Google will spend $700 million to buy a 1.28% stake in Bharti Airtel, while the remaining $300 million will be invested in “multi-year business deals” to be identified and closed over the next five years.
These commercial agreements will include “investments in scaling Airtel’s offerings that span a range of consumer devices through innovative affordability programs as well as other offerings aimed at accelerating access and ‘digital inclusion in the Indian digital ecosystem’.
The $1 billion investment is part of the larger $10 billion Google fund for digitizing India announced by the company’s CEO, Sundar Pichai, in July 2020.
Google’s first commercial deal with Airtel will focus on developing “affordability programs” that can help put more Android-enabled devices in the hands of more people. “Together, the companies will continue to explore further opportunities to break down barriers to smartphone ownership across a range of price points, in partnership with various device manufacturers.
And in preparation for the introduction of 5G in India – the country’s 5G spectrum auction could take place at the end of the first half of this year if various parties can agree on what is actually up for grabs and at what price – the two companies are to develop “India-specific network domain use cases for 5G and other standards.
And in what is an interesting revelation, Airtel noted in the deal announcement that it “already uses Google’s 5G-ready Evolved Packet Core and Software Defined Network platforms, and plans to explore the ‘scaling up deployment of Google’s network virtualization solutions’.
Anything co-developed, of course, will therefore be “developed in India”, which the country’s authorities are encouraging: Bharti Airtel and the country’s mobile market leader, Reliance Jio, both intend to develop their next-generation telecommunications platforms. using technology developed in the domestic market.
It’s also worth noting that Google also works closely with Jio: the two have developed a smartphone operating system called Pragati specifically for the Indian market that already runs on the “entry-level” JioPhone Next 4G smartphone, with a 5G model already in development. (See Reliance Jio Prepares for Its Next Round of Disruptions.)
And they are also jointly developing 5G applications and products for the Indian market.
And that relationship, like the one with Bharti Airtel, is underpinned by capital investment: in July 2020, Google announced it was buying a 7.73% share of Jio Platforms, which counts Reliance Jio among its assets, for approximately $4.5 billion.
Agreements work for both parties in each case. For Google, the more people who are online and using digital services and applications, especially if they run on Google’s Android operating system or a derivative, the better it is for its business, and it There are still plenty of people in India who would benefit from better, faster data connections.
For Airtel and Jio, they benefit from Google’s massive R&D initiatives, including, of course, those aimed specifically at the telecom market.

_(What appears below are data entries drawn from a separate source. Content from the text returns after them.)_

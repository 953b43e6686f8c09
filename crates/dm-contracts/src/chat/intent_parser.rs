use crate::catalog::Axis;
use crate::feedback::Rating;

use super::command_registry::{
    find_action, CommandKind, AXIS_COMMANDS, IMAGE_COMMAND, NO_ARG_COMMANDS, OPTIONS_COMMAND,
    RATE_DOWN_COMMAND, RATE_UP_COMMAND,
};

/// What one line of chat input asks for. Message references are 1-based positions in
/// the session log as rendered by the view.
#[derive(Debug, Clone, PartialEq, Eq)]
pub enum Intent {
    Noop,
    Submit {
        text: String,
    },
    SetParameter {
        axis: Axis,
        value: Option<String>,
    },
    ShowSettings,
    ListOptions {
        axis: Option<Axis>,
    },
    GenerateImage {
        target: Option<usize>,
    },
    Rate {
        target: usize,
        rating: Rating,
        reason: Option<String>,
    },
    History,
    NewSession,
    Health,
    Help,
    Quit,
    Invalid {
        command: String,
        reason: String,
    },
    Unknown {
        command: String,
        arg: String,
    },
}

fn split_args(arg: &str) -> Vec<String> {
    if arg.trim().is_empty() {
        return Vec::new();
    }
    match shell_words::split(arg) {
        Ok(parts) => parts
            .into_iter()
            .filter(|value| !value.is_empty())
            .collect(),
        Err(_) => arg
            .split_whitespace()
            .map(str::to_string)
            .filter(|value| !value.is_empty())
            .collect(),
    }
}

fn parse_position(raw: &str) -> Option<usize> {
    raw.trim()
        .trim_start_matches('#')
        .parse::<usize>()
        .ok()
        .filter(|value| *value > 0)
}

fn invalid(command: &str, reason: impl Into<String>) -> Intent {
    Intent::Invalid {
        command: command.to_string(),
        reason: reason.into(),
    }
}

fn parse_rate(command: &str, rating: Rating, arg: &str) -> Intent {
    let parts = split_args(arg);
    let Some(target) = parts.first().and_then(|raw| parse_position(raw)) else {
        return invalid(command, format!("/{command} requires a message number"));
    };
    let reason = parts[1..].join(" ");
    Intent::Rate {
        target,
        rating,
        reason: (!reason.is_empty()).then_some(reason),
    }
}

pub fn parse_intent(text: &str) -> Intent {
    let raw_trimmed = text.trim();
    if raw_trimmed.is_empty() {
        return Intent::Noop;
    }

    if let Some(slash_tail) = raw_trimmed.strip_prefix('/') {
        let command_len = slash_tail
            .chars()
            .take_while(|ch| ch.is_ascii_alphanumeric() || *ch == '_')
            .count();
        if command_len > 0 {
            let command = slash_tail[..command_len].to_ascii_lowercase();
            let arg = slash_tail[command_len..].trim();

            if let Some(axis) = find_action(&command, AXIS_COMMANDS) {
                let value = split_args(arg).join(" ");
                return Intent::SetParameter {
                    axis,
                    value: (!value.is_empty()).then_some(value),
                };
            }

            if let Some(kind) = find_action(&command, NO_ARG_COMMANDS) {
                return match kind {
                    CommandKind::Settings => Intent::ShowSettings,
                    CommandKind::History => Intent::History,
                    CommandKind::NewSession => Intent::NewSession,
                    CommandKind::Health => Intent::Health,
                    CommandKind::Help => Intent::Help,
                    CommandKind::Quit => Intent::Quit,
                };
            }

            if command == OPTIONS_COMMAND {
                if arg.is_empty() {
                    return Intent::ListOptions { axis: None };
                }
                return match Axis::parse(arg) {
                    Some(axis) => Intent::ListOptions { axis: Some(axis) },
                    None => invalid(&command, format!("unknown axis '{arg}'")),
                };
            }

            if command == IMAGE_COMMAND {
                if arg.is_empty() {
                    return Intent::GenerateImage { target: None };
                }
                return match parse_position(arg) {
                    Some(target) => Intent::GenerateImage {
                        target: Some(target),
                    },
                    None => invalid(&command, "/image takes a message number"),
                };
            }

            if command == RATE_UP_COMMAND {
                return parse_rate(&command, Rating::Up, arg);
            }
            if command == RATE_DOWN_COMMAND {
                return parse_rate(&command, Rating::Down, arg);
            }

            return Intent::Unknown {
                command,
                arg: arg.to_string(),
            };
        }
    }

    Intent::Submit {
        text: raw_trimmed.to_string(),
    }
}

#[cfg(test)]
mod tests {
    use super::*;

    #[test]
    fn plain_text_submits_trimmed() {
        assert_eq!(
            parse_intent("  Create a blacksmith \n"),
            Intent::Submit {
                text: "Create a blacksmith".to_string()
            }
        );
        assert_eq!(parse_intent("   "), Intent::Noop);
    }

    #[test]
    fn axis_commands_keep_multi_word_values() {
        assert_eq!(
            parse_intent("/constriction No Wind"),
            Intent::SetParameter {
                axis: Axis::Constriction,
                value: Some("No Wind".to_string()),
            }
        );
        assert_eq!(
            parse_intent("/STYLE \"Descriptive\""),
            Intent::SetParameter {
                axis: Axis::TextStyle,
                value: Some("Descriptive".to_string()),
            }
        );
        assert_eq!(
            parse_intent("/biome"),
            Intent::SetParameter {
                axis: Axis::Biome,
                value: None,
            }
        );
    }

    #[test]
    fn options_and_image_arguments() {
        assert_eq!(parse_intent("/options"), Intent::ListOptions { axis: None });
        assert_eq!(
            parse_intent("/options text style"),
            Intent::ListOptions {
                axis: Some(Axis::TextStyle)
            }
        );
        assert!(matches!(parse_intent("/options weather"), Intent::Invalid { .. }));
        assert_eq!(parse_intent("/image"), Intent::GenerateImage { target: None });
        assert_eq!(
            parse_intent("/image #4"),
            Intent::GenerateImage { target: Some(4) }
        );
        assert!(matches!(parse_intent("/image 0"), Intent::Invalid { .. }));
    }

    #[test]
    fn rating_commands_take_position_and_reason() {
        assert_eq!(
            parse_intent("/down 2 \"too long\" really"),
            Intent::Rate {
                target: 2,
                rating: Rating::Down,
                reason: Some("too long really".to_string()),
            }
        );
        assert_eq!(
            parse_intent("/up 3"),
            Intent::Rate {
                target: 3,
                rating: Rating::Up,
                reason: None,
            }
        );
        assert!(matches!(parse_intent("/up"), Intent::Invalid { .. }));
    }

    #[test]
    fn no_arg_and_unknown_commands() {
        assert_eq!(parse_intent("/settings"), Intent::ShowSettings);
        assert_eq!(parse_intent("/exit"), Intent::Quit);
        assert_eq!(parse_intent("/new"), Intent::NewSession);
        assert_eq!(
            parse_intent("/roll 2d6"),
            Intent::Unknown {
                command: "roll".to_string(),
                arg: "2d6".to_string(),
            }
        );
        assert_eq!(
            parse_intent("/ not a command"),
            Intent::Submit {
                text: "/ not a command".to_string()
            }
        );
    }
}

Anthos for Telecom, the version of the cloud-based managed application platform designed specifically to enable telecom operators to run applications at the network edge, seems to be a key for the operator community and is gaining momentum. has proven popular. (See Google’s Anthos wins telecom carrier buy-in.)
For Airtel, which has around 350 million mobile customers (Jio has more than 420 million), the investment comes just weeks after it scrapped a corporate restructuring plan that would have seen its telecoms services business transform into a separate subsidiary.
And it almost goes without saying that Google isn’t alone in moving into the Indian market: rival hyperscalers AWS and Microsoft Azure are also negotiating deals and partnerships that will give them a piece of the action in what’s the second largest in the world. country by population.